# [TASK GOAL]
From first line to last, write out the data precisely as shown.

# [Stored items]
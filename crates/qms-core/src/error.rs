//! Error types for `qms-core`.

use thiserror::Error;

use crate::registry::EntityKey;

#[derive(Debug, Error)]
pub enum Error {
  #[error("unknown entity: {0:?}")]
  UnknownEntity(String),

  #[error("{entity}: field {field:?} is required")]
  MissingField {
    entity: EntityKey,
    field:  &'static str,
  },

  #[error("field {field:?} is not a valid record reference: {value:?}")]
  InvalidReference { field: &'static str, value: String },

  #[error("invalid date {0:?}, expected YYYY-MM-DD")]
  InvalidDate(String),
}

pub type Result<T, E = Error> = std::result::Result<T, E>;
//! Query composition over the entity registry.
//!
//! Table and column names come only from the static registry and the
//! work-order join table, never from request input, so they are safe to
//! splice into SQL text. Values always travel as bound parameters.

use qms_core::{
  registry::EntityDefinition,
  work_order::{WORK_ORDER_COLLECTION, WORK_ORDER_JOINS},
};

// ─── Active-record filter ────────────────────────────────────────────────────

/// The visibility predicate composed into every read.
pub const ACTIVE_FILTER: &str = "is_active = 1";

/// Soft delete: clear the flag of one still-active row.
pub fn soft_delete(collection: &str) -> String {
  format!("UPDATE {collection} SET is_active = 0 WHERE id = ?1 AND {ACTIVE_FILTER}")
}

/// Whether a row with `?1` exists at all, whatever its flag.
pub fn exists(collection: &str) -> String {
  format!("SELECT 1 FROM {collection} WHERE id = ?1")
}

// ─── Registry collections ────────────────────────────────────────────────────

/// Number of leading columns before the declared fields in [`select_active`].
pub const RECORD_BASE_COLUMNS: usize = 3;

/// `id, created_at, is_active`, then every declared field in order.
pub fn select_active(definition: &EntityDefinition) -> String {
  let fields = definition
    .fields
    .iter()
    .map(|f| f.name)
    .collect::<Vec<_>>()
    .join(", ");

  format!(
    "SELECT id, created_at, is_active, {fields}
     FROM {collection}
     WHERE {ACTIVE_FILTER}
     ORDER BY {display} ASC, rowid ASC",
    collection = definition.collection,
    display = definition.display_field,
  )
}

/// Insert of `id`, `created_at` and the given declared columns, bound as
/// `?1..?n` in that order. `is_active` takes its column default.
pub fn insert(definition: &EntityDefinition, columns: &[&str]) -> String {
  insert_into(definition.collection, columns)
}

fn insert_into(collection: &str, columns: &[&str]) -> String {
  let names = ["id", "created_at"]
    .iter()
    .chain(columns)
    .copied()
    .collect::<Vec<_>>()
    .join(", ");
  let placeholders = (1..=columns.len() + 2)
    .map(|i| format!("?{i}"))
    .collect::<Vec<_>>()
    .join(", ");

  format!("INSERT INTO {collection} ({names}) VALUES ({placeholders})")
}

// ─── Work orders ─────────────────────────────────────────────────────────────

/// Number of leading columns before the join pairs in
/// [`select_active_work_orders`].
pub const WORK_ORDER_BASE_COLUMNS: usize = 5;

/// Active work orders with one `LEFT JOIN` per role.
///
/// Columns: `id, date, dmt_closed, is_active, created_at`, then for every
/// entry of [`WORK_ORDER_JOINS`] the foreign key and the projected label.
/// Joins to the same table are told apart by their role alias.
pub fn select_active_work_orders() -> String {
  let mut columns = vec![
    "d.id".to_owned(),
    "d.date".to_owned(),
    "d.dmt_closed".to_owned(),
    "d.is_active".to_owned(),
    "d.created_at".to_owned(),
  ];
  let mut joins = Vec::with_capacity(WORK_ORDER_JOINS.len());

  for join in &WORK_ORDER_JOINS {
    let alias = join.alias();
    columns.push(format!("d.{}", join.column));
    columns.push(format!("{alias}.{} AS {alias}_label", join.projection()));
    joins.push(format!(
      "LEFT JOIN {target} {alias} ON {alias}.id = d.{column}",
      target = join.target.definition().collection,
      column = join.column,
    ));
  }

  format!(
    "SELECT {columns}
     FROM {WORK_ORDER_COLLECTION} d
     {joins}
     WHERE d.{ACTIVE_FILTER}
     ORDER BY d.created_at DESC, d.rowid DESC",
    columns = columns.join(", "),
    joins = joins.join("\n     "),
  )
}

/// Insert of `id, created_at, date, dmt_closed` and every join column.
pub fn insert_work_order() -> String {
  let columns: Vec<&str> = ["date", "dmt_closed"]
    .into_iter()
    .chain(WORK_ORDER_JOINS.iter().map(|j| j.column))
    .collect();
  insert_into(WORK_ORDER_COLLECTION, &columns)
}
//! Generic entity records and their soft-delete state.

use std::collections::{BTreeMap, HashMap};

use chrono::{DateTime, Utc};
use serde::{Deserialize, Serialize};
use uuid::Uuid;

use crate::registry::EntityKey;

/// Raw, untrusted field values as submitted by a client.
pub type FieldMap = HashMap<String, String>;

// ─── State ───────────────────────────────────────────────────────────────────

/// Visibility state of a stored row.
///
/// Only two states are reachable and the only transition is
/// `Active → Inactive`. Reads never surface an inactive row.
#[derive(Debug, Clone, Copy, PartialEq, Eq, Default, Serialize, Deserialize)]
#[serde(rename_all = "snake_case")]
pub enum RecordState {
  #[default]
  Active,
  Inactive,
}

impl RecordState {
  pub fn is_active(self) -> bool { matches!(self, Self::Active) }

  pub fn from_flag(active: bool) -> Self {
    if active { Self::Active } else { Self::Inactive }
  }

  /// The soft-delete transition. Idempotent.
  #[must_use]
  pub fn deactivate(self) -> Self { Self::Inactive }
}

/// Outcome of a soft-delete request against one identifier.
#[derive(Debug, Clone, Copy, PartialEq, Eq)]
pub enum SoftDelete {
  /// The row was active and is now hidden.
  Deactivated,
  /// The row was already inactive; nothing changed.
  AlreadyInactive,
  /// No row has this identifier; nothing changed.
  Missing,
}

// ─── Records ─────────────────────────────────────────────────────────────────

/// A stored row of one of the registry collections.
#[derive(Debug, Clone, PartialEq, Serialize, Deserialize)]
pub struct Record {
  pub id:         Uuid,
  pub entity:     EntityKey,
  /// Declared fields that hold a value. Absent optional fields are omitted.
  pub values:     BTreeMap<String, String>,
  pub state:      RecordState,
  pub created_at: DateTime<Utc>,
}

impl Record {
  pub fn value(&self, field: &str) -> Option<&str> {
    self.values.get(field).map(String::as_str)
  }

  /// The leading eight characters of the identifier, used as a badge.
  pub fn short_id(&self) -> String {
    let mut id = self.id.simple().to_string();
    id.truncate(8);
    id
  }
}

/// Whitelisted input for a create; built by
/// [`EntityDefinition::build_insert`](crate::registry::EntityDefinition::build_insert).
#[derive(Debug, Clone, PartialEq, Eq)]
pub struct NewRecord {
  pub entity: EntityKey,
  /// `(field, value)` pairs in declaration order.
  pub values: Vec<(&'static str, String)>,
}

#[cfg(test)]
mod tests {
  use super::*;

  #[test]
  fn deactivate_is_one_way_and_idempotent() {
    let state = RecordState::default();
    assert!(state.is_active());
    let state = state.deactivate();
    assert_eq!(state, RecordState::Inactive);
    assert_eq!(state.deactivate(), RecordState::Inactive);
  }

  #[test]
  fn short_id_is_eight_hex_chars() {
    let record = Record {
      id:         Uuid::parse_str("0f3e9b2c-1111-4222-8333-444455556666")
        .unwrap(),
      entity:     EntityKey::Customers,
      values:     BTreeMap::new(),
      state:      RecordState::Active,
      created_at: Utc::now(),
    };
    assert_eq!(record.short_id(), "0f3e9b2c");
  }
}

# [WRITTEN RESPONSE]
filename crates/qms-core/src/error.rs
//! Error types for `qms-core`.

use thiserror::Error;

use crate::registry::EntityKey;

#[derive(Debug, Error)]
pub enum Error {
  #[error("unknown entity: {0:?}")]
  UnknownEntity(String),

  #[error("{entity}: field {field:?} is required")]
  MissingField {
    entity: EntityKey,
    field:  &'static str,
  },

  #[error("field {field:?} is not a valid record reference: {value:?}")]
  InvalidReference { field: &'static str, value: String },

  #[error("invalid date {0:?}, expected YYYY-MM-DD")]
  InvalidDate(String),
}

pub type Result<T, E = Error> = std::result::Result<T, E>;
//! Query composition over the entity registry.
//!
//! Table and column names come only from the static registry and the
//! work-order join table, never from request input, so they are safe to
//! splice into SQL text. Values always travel as bound parameters.

use qms_core::{
  registry::EntityDefinition,
  work_order::{WORK_ORDER_COLLECTION, WORK_ORDER_JOINS},
};

// ─── Active-record filter ────────────────────────────────────────────────────

/// The visibility predicate composed into every read.
pub const ACTIVE_FILTER: &str = "is_active = 1";

/// Soft delete: clear the flag of one still-active row.
pub fn soft_delete(collection: &str) -> String {
  format!("UPDATE {collection} SET is_active = 0 WHERE id = ?1 AND {ACTIVE_FILTER}")
}

/// Whether a row with `?1` exists at all, whatever its flag.
pub fn exists(collection: &str) -> String {
  format!("SELECT 1 FROM {collection} WHERE id = ?1")
}

// ─── Registry collections ────────────────────────────────────────────────────

/// Number of leading columns before the declared fields in [`select_active`].
pub const RECORD_BASE_COLUMNS: usize = 3;

/// `id, created_at, is_active`, then every declared field in order.
pub fn select_active(definition: &EntityDefinition) -> String {
  let fields = definition
    .fields
    .iter()
    .map(|f| f.name)
    .collect::<Vec<_>>()
    .join(", ");

  format!(
    "SELECT id, created_at, is_active, {fields}
     FROM {collection}
     WHERE {ACTIVE_FILTER}
     ORDER BY {display} ASC, rowid ASC",
    collection = definition.collection,
    display = definition.display_field,
  )
}

/// Insert of `id`, `created_at` and the given declared columns, bound as
/// `?1..?n` in that order. `is_active` takes its column default.
pub fn insert(definition: &EntityDefinition, columns: &[&str]) -> String {
  insert_into(definition.collection, columns)
}

fn insert_into(collection: &str, columns: &[&str]) -> String {
  let names = ["id", "created_at"]
    .iter()
    .chain(columns)
    .copied()
    .collect::<Vec<_>>()
    .join(", ");
  let placeholders = (1..=columns.len() + 2)
    .map(|i| format!("?{i}"))
    .collect::<Vec<_>>()
    .join(", ");

  format!("INSERT INTO {collection} ({names}) VALUES ({placeholders})")
}

// ─── Work orders ─────────────────────────────────────────────────────────────

/// Number of leading columns before the join pairs in
/// [`select_active_work_orders`].
pub const WORK_ORDER_BASE_COLUMNS: usize = 5;

/// Active work orders with one `LEFT JOIN` per role.
///
/// Columns: `id, date, dmt_closed, is_active, created_at`, then for every
/// entry of [`WORK_ORDER_JOINS`] the foreign key and the projected label.
/// Joins to the same table are told apart by their role alias.
pub fn select_active_work_orders() -> String {
  let mut columns = vec![
    "d.id".to_owned(),
    "d.date".to_owned(),
    "d.dmt_closed".to_owned(),
    "d.is_active".to_owned(),
    "d.created_at".to_owned(),
  ];
  let mut joins = Vec::with_capacity(WORK_ORDER_JOINS.len());

  for join in &WORK_ORDER_JOINS {
    let alias = join.alias();
    columns.push(format!("d.{}", join.column));
    columns.push(format!("{alias}.{} AS {alias}_label", join.projection()));
    joins.push(format!(
      "LEFT JOIN {target} {alias} ON {alias}.id = d.{column}",
      target = join.target.definition().collection,
      column = join.column,
    ));
  }

  format!(
    "SELECT {columns}
     FROM {WORK_ORDER_COLLECTION} d
     {joins}
     WHERE d.{ACTIVE_FILTER}
     ORDER BY d.created_at DESC, d.rowid DESC",
    columns = columns.join(", "),
    joins = joins.join("\n     "),
  )
}

/// Insert of `id, created_at, date, dmt_closed` and every join column.
pub fn insert_work_order() -> String {
  let columns: Vec<&str> = ["date", "dmt_closed"]
    .into_iter()
    .chain(WORK_ORDER_JOINS.iter().map(|j| j.column))
    .collect();
  insert_into(WORK_ORDER_COLLECTION, &columns)
}
//! Generic entity records and their soft-delete state.

use std::collections::{BTreeMap, HashMap};

use chrono::{DateTime, Utc};
use serde::{Deserialize, Serialize};
use uuid::Uuid;

use crate::registry::EntityKey;

/// Raw, untrusted field values as submitted by a client.
pub type FieldMap = HashMap<String, String>;

// ─── State ───────────────────────────────────────────────────────────────────

/// Visibility state of a stored row.
///
/// Only two states are reachable and the only transition is
/// `Active → Inactive`. Reads never surface an inactive row.
#[derive(Debug, Clone, Copy, PartialEq, Eq, Default, Serialize, Deserialize)]
#[serde(rename_all = "snake_case")]
pub enum RecordState {
  #[default]
  Active,
  Inactive,
}

impl RecordState {
  pub fn is_active(self) -> bool { matches!(self, Self::Active) }

  pub fn from_flag(active: bool) -> Self {
    if active { Self::Active } else { Self::Inactive }
  }

  /// The soft-delete transition. Idempotent.
  #[must_use]
  pub fn deactivate(self) -> Self { Self::Inactive }
}

/// Outcome of a soft-delete request against one identifier.
#[derive(Debug, Clone, Copy, PartialEq, Eq)]
pub enum SoftDelete {
  /// The row was active and is now hidden.
  Deactivated,
  /// The row was already inactive; nothing changed.
  AlreadyInactive,
  /// No row has this identifier; nothing changed.
  Missing,
}

// ─── Records ─────────────────────────────────────────────────────────────────

/// A stored row of one of the registry collections.
#[derive(Debug, Clone, PartialEq, Serialize, Deserialize)]
pub struct Record {
  pub id:         Uuid,
  pub entity:     EntityKey,
  /// Declared fields that hold a value. Absent optional fields are omitted.
  pub values:     BTreeMap<String, String>,
  pub state:      RecordState,
  pub created_at: DateTime<Utc>,
}

impl Record {
  pub fn value(&self, field: &str) -> Option<&str> {
    self.values.get(field).map(String::as_str)
  }

  /// The leading eight characters of the identifier, used as a badge.
  pub fn short_id(&self) -> String {
    let mut id = self.id.simple().to_string();
    id.truncate(8);
    id
  }
}

/// Whitelisted input for a create; built by
/// [`EntityDefinition::build_insert`](crate::registry::EntityDefinition::build_insert).
#[derive(Debug, Clone, PartialEq, Eq)]
pub struct NewRecord {
  pub entity: EntityKey,
  /// `(field, value)` pairs in declaration order.
  pub values: Vec<(&'static str, String)>,
}

#[cfg(test)]
mod tests {
  use super::*;

  #[test]
  fn deactivate_is_one_way_and_idempotent() {
    let state = RecordState::default();
    assert!(state.is_active());
    let state = state.deactivate();
    assert_eq!(state, RecordState::Inactive);
    assert_eq!(state.deactivate(), RecordState::Inactive);
  }

  #[test]
  fn short_id_is_eight_hex_chars() {
    let record = Record {
      id:         Uuid::parse_str("0f3e9b2c-1111-4222-8333-444455556666")
        .unwrap(),
      entity:     EntityKey::Customers,
      values:     BTreeMap::new(),
      state:      RecordState::Active,
      created_at: Utc::now(),
    };
    assert_eq!(record.short_id(), "0f3e9b2c");
  }
}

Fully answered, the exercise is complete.